Everyone loves this chocolate cake! It has just the right amount of cocoa to give a rich, smooth flavor. The secret ingredients of course are always, sour cream and buttermilk. Adding very, hot water at the end of mixing is the key to getting the cocoa to bloom and create the Best Chocolate Cake.
How To Make the Best Chocolate Cake
1. Preheat the oven to 350° at least 30 minutes before putting the cake inside.
2. Start by getting the cake pans ready for the batter. I use 8″ cake pans, but any pans will work. Obviously 8″ pans will give you thicker cake and nine inch pans will give you thinner layers. Start by greasing the bottoms of the pan. I always use Crisco to grease the pans. Use a folded paper towel or napkin. Dip it into the Crisco and spread a thin layer on the bottom of each pan. You can also use butter. Don’t use liquid oil.
3. Then drop a couple tablespoons of flour in each pan. Pick up the pan and shake it to move the flour around the bottom of each pan. Turn the pans upside down and knock them on the side of the sink so the leftover flour drops out.
Getting the pans ready is important!
4. Make parchment paper circles to go inside. You can use either sheets of parchment or a roll of parchment. Lately, I have liked using a roll of parchment paper and ripping off three pieces the size of my cake pans. Place all three pieces on top of each other. Then take a cake pan and lay the flat side on top of all three pieces. Use a pencil and trace the outside of the pan. Remove the pan and use scissors to cut inside the pencil mark. Cutting about an 1/8 inch inside the pencil mark all the way around the circle will give you three perfect circles that fit inside the pan.
5. Make the chocolate cake batter. Add all the dry ingredients into a large bowl. This includes, the flour, sugar, cocoa, baking powder, baking soda and salt.
6. Mix all the wet ingredients, except the hot water, in another bowl. This includes the eggs, vegetable oil, buttermilk, sour cream and vanilla. With a whisk mix these together until well mixed. Add this to the dry ingredients and mix until you cannot see any more dry ingredients. Over mixing cake batter lessens the light fluffy texture of a cake. Make sure to mix only until everything is incorporated.
Very Hot Water is the Secret Ingredient!
7. Add the hot water. The water really needs to be hot. if your tap water does not getting very hot, put it in the microwave for a minute. It is okay if the water is boiling just a bit. Pour the hot water into the cake batter. Mix everything together until all the water is incorporated. You do not want to over mix your cake batter.
8. Measure out the batter so it is even in all three cake pans. I use a scale to do this. I place a bowl on the scale and hit tare. Now I am measuring only the batter and not the bowl. I start with about 14 ounces of batter. Then I pour this into one pan. I continue to measure 14 ounces for each pan. Usually I have batter left over. I pour all of it into the bowl on the scale and divide it by three. Then I start taking out each third and add it to each of the three pans.

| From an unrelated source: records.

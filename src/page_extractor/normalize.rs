//! Whitespace and punctuation cleanup for extracted text

use once_cell::sync::Lazy;
use regex::Regex;

static UNSAFE_CHARS: Lazy<Regex> = Lazy::new(|| {
    Regex::new(r"[\x00-\x08\x0B\x0C\x0E-\x1F\x7F\u{200B}-\u{200D}\u{2060}\u{FEFF}]")
        .expect("Invalid unsafe character regex")
});

static HORIZONTAL_WS: Lazy<Regex> =
    Lazy::new(|| Regex::new(r"[^\S\r\n]+").expect("Invalid horizontal whitespace regex"));

static LINE_ENDINGS: Lazy<Regex> =
    Lazy::new(|| Regex::new(r"\r\n?").expect("Invalid line ending regex"));

static NEWLINE_RUNS: Lazy<Regex> =
    Lazy::new(|| Regex::new(r" *\n[ \n]*").expect("Invalid newline run regex"));

/// Normalize extracted text
///
/// In order: drop control and zero-width characters, collapse horizontal
/// whitespace, unify line endings, collapse blank lines, space out commas
/// and digits glued to the following word, trim.
pub fn clean(text: &str) -> String {
    let text = UNSAFE_CHARS.replace_all(text, "");
    let text = HORIZONTAL_WS.replace_all(&text, " ");
    let text = LINE_ENDINGS.replace_all(&text, "\n");
    let text = NEWLINE_RUNS.replace_all(&text, "\n");
    unglue(&text).trim().to_string()
}

/// Insert a space after `,` and after a digit when the next char is neither
/// whitespace nor (for digits) another digit
fn unglue(text: &str) -> String {
    let mut out = String::with_capacity(text.len() + text.len() / 16);
    let mut chars = text.chars().peekable();

    while let Some(c) = chars.next() {
        out.push(c);
        let Some(&next) = chars.peek() else { break };
        if next.is_whitespace() {
            continue;
        }
        let glued = match c {
            ',' => true,
            d if d.is_ascii_digit() => !next.is_ascii_digit(),
            _ => false,
        };
        if glued {
            out.push(' ');
        }
    }

    out
}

9. Place the cake pans in the oven and bake for 30 minutes. I do not have room in one oven to bake all three pans. Lucky for me I have two ovens and I can put one pan in the bottom oven while two pans are on top. Please take this into consideration when making a three layer cake. Two nine inch pans work really great too!
10. Once the cakes are done, take them out of the oven and place on cooling racks. Set a timer for 10 minutes and loosen the sides with an offset spatula. I love these little tools because they are not sharp and will not cut the cake. It just loosens the edges.
Cool the cake in the pan for only 10 minutes.
When the timer goes off, gently place your hand on top of the cake and turn the pan over. Place the cake on the cooling rack and peel off the parchment paper.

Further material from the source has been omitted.